Look through the records and copy every line in which "static" appears.

━━ Information

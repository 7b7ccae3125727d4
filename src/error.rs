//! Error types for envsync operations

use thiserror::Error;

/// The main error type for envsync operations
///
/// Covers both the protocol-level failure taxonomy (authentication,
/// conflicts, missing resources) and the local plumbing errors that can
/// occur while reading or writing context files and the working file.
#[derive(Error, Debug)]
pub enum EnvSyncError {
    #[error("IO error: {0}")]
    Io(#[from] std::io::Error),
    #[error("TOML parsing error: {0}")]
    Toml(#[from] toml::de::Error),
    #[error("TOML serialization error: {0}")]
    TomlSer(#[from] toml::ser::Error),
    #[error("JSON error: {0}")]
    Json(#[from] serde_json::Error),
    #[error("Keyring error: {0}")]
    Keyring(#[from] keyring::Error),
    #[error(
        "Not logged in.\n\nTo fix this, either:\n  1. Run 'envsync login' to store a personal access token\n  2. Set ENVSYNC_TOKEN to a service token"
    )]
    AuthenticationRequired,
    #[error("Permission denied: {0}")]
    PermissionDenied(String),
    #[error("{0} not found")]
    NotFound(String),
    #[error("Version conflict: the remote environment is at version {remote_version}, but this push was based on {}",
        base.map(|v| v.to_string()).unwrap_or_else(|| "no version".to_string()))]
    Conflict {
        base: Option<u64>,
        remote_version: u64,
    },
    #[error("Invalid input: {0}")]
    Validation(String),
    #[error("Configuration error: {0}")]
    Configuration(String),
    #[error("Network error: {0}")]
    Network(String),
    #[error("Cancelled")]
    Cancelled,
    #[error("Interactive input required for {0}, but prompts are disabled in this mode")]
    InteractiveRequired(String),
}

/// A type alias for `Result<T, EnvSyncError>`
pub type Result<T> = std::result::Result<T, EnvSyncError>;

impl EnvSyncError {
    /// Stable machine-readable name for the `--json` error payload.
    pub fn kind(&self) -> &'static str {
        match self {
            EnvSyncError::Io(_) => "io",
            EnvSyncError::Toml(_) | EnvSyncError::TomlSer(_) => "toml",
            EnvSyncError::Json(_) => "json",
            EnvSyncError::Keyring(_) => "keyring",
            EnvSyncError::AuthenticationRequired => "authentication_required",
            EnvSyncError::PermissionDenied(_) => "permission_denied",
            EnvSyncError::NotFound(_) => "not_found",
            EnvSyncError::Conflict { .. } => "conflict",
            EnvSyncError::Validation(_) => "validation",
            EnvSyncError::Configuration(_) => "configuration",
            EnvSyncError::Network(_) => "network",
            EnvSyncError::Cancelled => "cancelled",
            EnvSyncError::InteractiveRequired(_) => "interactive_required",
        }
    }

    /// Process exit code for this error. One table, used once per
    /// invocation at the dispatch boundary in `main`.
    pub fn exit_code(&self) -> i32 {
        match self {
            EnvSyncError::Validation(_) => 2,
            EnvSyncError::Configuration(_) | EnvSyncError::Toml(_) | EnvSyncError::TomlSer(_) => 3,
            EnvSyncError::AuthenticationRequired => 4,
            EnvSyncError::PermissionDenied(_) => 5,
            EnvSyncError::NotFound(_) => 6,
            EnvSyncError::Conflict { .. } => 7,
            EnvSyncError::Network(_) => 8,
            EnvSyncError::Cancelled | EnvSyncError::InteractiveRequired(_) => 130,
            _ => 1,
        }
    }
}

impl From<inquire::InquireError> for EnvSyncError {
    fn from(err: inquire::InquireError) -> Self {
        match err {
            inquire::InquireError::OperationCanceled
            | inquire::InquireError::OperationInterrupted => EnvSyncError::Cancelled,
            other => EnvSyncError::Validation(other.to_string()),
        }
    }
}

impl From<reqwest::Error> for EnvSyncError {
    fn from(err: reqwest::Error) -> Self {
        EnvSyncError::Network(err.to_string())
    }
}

━━━━
━━ Information

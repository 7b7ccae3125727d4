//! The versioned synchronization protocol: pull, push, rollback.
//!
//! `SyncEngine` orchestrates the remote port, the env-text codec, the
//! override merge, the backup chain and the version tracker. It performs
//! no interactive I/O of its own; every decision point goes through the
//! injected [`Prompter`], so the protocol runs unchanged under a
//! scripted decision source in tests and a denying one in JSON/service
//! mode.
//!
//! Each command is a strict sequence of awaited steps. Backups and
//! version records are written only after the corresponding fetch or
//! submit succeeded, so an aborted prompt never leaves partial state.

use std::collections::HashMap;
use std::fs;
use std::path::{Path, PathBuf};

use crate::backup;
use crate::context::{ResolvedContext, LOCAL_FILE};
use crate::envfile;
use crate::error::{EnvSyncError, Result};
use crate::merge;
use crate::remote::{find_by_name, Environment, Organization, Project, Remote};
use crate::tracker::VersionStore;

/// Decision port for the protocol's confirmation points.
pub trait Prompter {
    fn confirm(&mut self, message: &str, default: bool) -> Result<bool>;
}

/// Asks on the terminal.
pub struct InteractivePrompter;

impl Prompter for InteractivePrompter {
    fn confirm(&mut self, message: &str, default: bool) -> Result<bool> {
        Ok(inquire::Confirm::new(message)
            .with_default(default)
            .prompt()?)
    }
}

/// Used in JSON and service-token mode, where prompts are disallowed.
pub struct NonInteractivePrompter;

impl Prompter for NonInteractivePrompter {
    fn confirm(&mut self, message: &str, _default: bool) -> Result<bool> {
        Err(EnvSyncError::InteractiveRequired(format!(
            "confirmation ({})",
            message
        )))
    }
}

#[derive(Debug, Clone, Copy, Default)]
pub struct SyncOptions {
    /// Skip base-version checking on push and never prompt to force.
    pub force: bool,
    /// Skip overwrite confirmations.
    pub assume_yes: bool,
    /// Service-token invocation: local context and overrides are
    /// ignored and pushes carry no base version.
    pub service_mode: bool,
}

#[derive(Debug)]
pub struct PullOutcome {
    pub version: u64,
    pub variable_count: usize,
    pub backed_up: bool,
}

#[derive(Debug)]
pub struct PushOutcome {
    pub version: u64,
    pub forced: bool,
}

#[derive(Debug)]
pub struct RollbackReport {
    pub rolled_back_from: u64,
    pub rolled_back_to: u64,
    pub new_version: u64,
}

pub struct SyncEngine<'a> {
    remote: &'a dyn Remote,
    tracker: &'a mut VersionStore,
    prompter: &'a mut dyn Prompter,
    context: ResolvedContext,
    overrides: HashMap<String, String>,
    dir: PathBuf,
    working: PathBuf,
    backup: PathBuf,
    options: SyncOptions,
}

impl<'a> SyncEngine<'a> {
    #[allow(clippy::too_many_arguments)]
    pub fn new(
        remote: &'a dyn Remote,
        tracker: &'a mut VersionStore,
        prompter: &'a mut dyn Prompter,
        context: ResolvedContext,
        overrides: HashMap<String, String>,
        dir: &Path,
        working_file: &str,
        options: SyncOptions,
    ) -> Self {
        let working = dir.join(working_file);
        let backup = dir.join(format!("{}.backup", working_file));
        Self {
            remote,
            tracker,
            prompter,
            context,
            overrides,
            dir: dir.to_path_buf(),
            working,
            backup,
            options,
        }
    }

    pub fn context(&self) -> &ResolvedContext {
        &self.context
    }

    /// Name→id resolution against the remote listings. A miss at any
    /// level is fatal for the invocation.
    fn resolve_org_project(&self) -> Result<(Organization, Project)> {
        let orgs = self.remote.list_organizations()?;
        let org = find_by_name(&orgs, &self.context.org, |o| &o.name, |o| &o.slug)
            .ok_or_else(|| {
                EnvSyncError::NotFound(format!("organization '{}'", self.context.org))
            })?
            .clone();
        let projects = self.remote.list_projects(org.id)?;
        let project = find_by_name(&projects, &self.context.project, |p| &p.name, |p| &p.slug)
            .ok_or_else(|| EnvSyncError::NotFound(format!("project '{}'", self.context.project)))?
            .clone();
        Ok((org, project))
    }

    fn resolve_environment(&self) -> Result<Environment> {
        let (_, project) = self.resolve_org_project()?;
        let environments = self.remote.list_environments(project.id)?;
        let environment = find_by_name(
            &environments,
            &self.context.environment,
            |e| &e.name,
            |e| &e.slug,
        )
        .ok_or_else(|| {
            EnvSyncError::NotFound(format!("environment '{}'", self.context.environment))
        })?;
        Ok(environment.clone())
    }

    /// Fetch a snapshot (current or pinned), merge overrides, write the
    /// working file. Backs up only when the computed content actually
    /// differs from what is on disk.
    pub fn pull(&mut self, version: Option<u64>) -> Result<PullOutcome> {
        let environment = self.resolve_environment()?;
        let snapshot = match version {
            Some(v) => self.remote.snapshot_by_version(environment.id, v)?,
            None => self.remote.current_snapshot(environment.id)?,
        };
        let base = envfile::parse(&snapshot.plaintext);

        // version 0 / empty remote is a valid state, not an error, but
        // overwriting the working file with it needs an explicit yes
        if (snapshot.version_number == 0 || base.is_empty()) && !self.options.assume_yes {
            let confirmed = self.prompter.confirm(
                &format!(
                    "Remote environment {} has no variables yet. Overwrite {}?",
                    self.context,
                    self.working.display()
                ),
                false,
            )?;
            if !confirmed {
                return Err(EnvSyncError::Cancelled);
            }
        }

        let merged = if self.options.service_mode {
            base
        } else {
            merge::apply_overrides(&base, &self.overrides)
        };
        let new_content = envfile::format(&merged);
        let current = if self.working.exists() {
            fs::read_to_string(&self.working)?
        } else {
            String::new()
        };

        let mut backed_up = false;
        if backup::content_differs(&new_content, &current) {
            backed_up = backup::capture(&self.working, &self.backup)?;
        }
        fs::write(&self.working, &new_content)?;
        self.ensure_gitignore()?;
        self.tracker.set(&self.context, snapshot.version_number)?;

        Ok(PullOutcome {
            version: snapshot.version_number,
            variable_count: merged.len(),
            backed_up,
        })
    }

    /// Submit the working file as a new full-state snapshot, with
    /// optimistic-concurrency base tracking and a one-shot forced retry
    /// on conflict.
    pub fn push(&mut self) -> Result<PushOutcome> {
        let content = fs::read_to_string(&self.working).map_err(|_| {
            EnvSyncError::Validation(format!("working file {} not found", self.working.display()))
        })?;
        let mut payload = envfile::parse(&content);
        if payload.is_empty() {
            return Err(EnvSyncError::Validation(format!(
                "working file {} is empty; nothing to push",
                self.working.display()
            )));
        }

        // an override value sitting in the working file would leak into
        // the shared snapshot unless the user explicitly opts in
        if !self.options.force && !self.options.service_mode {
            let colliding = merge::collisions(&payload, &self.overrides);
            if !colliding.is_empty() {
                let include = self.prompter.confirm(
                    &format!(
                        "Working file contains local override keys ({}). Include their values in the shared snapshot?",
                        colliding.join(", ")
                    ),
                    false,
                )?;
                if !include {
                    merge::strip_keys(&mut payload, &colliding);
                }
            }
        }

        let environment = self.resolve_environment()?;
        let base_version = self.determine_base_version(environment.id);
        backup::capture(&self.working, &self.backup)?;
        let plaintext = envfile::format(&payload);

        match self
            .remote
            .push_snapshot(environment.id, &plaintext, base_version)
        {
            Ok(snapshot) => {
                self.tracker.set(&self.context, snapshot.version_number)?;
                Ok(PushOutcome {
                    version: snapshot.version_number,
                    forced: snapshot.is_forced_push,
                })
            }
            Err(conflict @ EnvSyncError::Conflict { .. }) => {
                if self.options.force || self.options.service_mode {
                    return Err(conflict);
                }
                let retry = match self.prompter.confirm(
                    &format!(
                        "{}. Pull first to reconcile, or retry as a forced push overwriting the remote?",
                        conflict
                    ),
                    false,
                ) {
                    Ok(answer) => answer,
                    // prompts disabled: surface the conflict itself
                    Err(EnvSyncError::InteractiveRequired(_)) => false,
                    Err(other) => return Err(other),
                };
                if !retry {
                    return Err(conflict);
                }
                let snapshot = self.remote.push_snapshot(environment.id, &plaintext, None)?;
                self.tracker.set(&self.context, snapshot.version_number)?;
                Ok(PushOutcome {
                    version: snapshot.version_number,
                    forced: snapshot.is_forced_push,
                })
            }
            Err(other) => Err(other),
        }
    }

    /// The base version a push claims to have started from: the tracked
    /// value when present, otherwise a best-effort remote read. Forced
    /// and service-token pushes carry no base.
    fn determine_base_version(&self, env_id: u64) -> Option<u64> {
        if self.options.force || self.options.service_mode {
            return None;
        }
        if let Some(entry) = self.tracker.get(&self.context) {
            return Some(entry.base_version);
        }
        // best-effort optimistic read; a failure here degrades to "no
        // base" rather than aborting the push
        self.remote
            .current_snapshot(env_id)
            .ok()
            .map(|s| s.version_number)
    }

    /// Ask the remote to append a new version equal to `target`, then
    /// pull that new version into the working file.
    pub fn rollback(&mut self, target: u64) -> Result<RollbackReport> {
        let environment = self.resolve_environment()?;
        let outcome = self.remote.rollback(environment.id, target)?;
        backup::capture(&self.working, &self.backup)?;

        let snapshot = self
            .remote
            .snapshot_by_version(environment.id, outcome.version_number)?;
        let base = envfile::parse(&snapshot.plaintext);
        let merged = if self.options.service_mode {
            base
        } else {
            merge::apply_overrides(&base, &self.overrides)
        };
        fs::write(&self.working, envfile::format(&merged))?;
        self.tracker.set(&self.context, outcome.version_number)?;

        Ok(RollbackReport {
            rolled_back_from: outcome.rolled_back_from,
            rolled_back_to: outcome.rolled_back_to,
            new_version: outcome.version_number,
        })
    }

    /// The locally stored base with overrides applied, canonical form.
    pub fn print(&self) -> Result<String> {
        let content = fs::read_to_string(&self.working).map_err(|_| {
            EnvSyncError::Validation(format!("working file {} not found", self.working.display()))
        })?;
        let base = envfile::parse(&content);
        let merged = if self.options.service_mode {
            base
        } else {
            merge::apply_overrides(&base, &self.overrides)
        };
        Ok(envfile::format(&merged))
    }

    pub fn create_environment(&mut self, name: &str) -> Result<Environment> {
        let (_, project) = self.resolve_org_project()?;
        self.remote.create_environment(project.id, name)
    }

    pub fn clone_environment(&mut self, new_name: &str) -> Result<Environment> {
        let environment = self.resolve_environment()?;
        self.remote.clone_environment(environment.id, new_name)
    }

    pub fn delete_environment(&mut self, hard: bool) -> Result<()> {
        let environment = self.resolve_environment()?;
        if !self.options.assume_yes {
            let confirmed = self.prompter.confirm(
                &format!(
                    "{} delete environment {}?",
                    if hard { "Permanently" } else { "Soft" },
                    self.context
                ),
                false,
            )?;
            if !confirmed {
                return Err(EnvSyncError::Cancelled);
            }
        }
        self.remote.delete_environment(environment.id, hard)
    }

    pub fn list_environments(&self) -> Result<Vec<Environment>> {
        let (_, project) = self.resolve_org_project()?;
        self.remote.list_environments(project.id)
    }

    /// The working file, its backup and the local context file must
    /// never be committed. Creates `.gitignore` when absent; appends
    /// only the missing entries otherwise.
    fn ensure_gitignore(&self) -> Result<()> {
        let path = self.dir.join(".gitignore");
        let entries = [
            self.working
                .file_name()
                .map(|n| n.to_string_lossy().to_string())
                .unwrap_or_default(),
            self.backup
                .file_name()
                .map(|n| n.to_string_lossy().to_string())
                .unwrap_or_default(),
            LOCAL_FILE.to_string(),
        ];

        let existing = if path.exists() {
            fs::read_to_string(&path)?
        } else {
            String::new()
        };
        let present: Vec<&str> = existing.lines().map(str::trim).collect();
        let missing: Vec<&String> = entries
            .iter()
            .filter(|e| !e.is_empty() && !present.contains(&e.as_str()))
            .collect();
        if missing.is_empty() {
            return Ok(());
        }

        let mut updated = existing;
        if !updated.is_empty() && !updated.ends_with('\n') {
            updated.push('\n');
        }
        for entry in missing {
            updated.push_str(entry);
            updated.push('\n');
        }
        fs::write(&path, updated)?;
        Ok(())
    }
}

━━━━
━━ Information

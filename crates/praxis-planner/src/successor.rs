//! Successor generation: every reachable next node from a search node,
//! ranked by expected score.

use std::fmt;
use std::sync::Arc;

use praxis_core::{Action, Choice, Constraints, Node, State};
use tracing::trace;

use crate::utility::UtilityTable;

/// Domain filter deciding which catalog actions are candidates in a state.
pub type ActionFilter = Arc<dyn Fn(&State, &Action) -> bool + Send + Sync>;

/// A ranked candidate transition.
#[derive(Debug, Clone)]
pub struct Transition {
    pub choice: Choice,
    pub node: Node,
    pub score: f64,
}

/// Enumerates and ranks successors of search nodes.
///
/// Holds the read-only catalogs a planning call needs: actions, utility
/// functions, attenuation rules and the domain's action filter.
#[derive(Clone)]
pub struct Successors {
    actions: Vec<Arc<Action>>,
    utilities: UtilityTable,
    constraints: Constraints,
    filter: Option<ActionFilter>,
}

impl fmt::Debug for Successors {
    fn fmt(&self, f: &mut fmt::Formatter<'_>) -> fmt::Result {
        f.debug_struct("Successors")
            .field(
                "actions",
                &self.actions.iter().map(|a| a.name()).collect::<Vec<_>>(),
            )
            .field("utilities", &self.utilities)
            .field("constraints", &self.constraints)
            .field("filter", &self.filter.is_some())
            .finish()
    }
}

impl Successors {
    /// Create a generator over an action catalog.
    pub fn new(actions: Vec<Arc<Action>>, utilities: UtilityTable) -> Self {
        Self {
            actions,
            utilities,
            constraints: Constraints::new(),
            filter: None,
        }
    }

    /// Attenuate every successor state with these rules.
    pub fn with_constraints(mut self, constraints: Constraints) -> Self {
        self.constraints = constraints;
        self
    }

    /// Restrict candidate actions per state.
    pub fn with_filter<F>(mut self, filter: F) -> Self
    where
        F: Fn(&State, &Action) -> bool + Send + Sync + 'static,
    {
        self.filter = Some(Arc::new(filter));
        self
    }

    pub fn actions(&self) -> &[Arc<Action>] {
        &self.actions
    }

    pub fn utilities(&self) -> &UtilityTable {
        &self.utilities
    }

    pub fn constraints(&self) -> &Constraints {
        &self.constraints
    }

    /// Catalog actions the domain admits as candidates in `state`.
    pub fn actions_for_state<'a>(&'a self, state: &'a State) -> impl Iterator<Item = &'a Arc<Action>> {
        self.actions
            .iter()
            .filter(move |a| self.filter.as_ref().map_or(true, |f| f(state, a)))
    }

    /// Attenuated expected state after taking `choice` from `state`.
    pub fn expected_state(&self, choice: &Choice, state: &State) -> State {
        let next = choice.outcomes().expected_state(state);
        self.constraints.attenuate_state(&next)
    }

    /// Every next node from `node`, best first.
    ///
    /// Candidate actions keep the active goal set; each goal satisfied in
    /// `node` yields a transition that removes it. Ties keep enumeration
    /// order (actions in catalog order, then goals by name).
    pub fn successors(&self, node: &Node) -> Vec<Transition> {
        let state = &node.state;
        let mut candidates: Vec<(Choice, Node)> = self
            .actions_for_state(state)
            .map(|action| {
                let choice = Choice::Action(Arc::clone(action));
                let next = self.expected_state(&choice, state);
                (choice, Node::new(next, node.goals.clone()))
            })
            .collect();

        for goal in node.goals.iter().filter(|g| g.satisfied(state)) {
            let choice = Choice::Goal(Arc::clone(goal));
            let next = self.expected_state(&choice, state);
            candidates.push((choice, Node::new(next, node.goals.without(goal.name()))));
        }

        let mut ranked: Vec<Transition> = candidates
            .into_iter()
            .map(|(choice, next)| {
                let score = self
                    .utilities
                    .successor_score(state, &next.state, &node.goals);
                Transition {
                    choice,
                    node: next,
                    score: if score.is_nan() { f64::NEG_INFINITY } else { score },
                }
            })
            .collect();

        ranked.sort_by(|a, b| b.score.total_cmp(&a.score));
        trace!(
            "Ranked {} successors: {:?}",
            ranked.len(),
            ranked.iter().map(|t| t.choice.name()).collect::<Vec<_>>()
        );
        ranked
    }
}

━━━━

# Expected answer:
    pub fn kind(&self) -> &'static str {
        F: Fn(&State, &Action) -> bool + Send + Sync + 'static,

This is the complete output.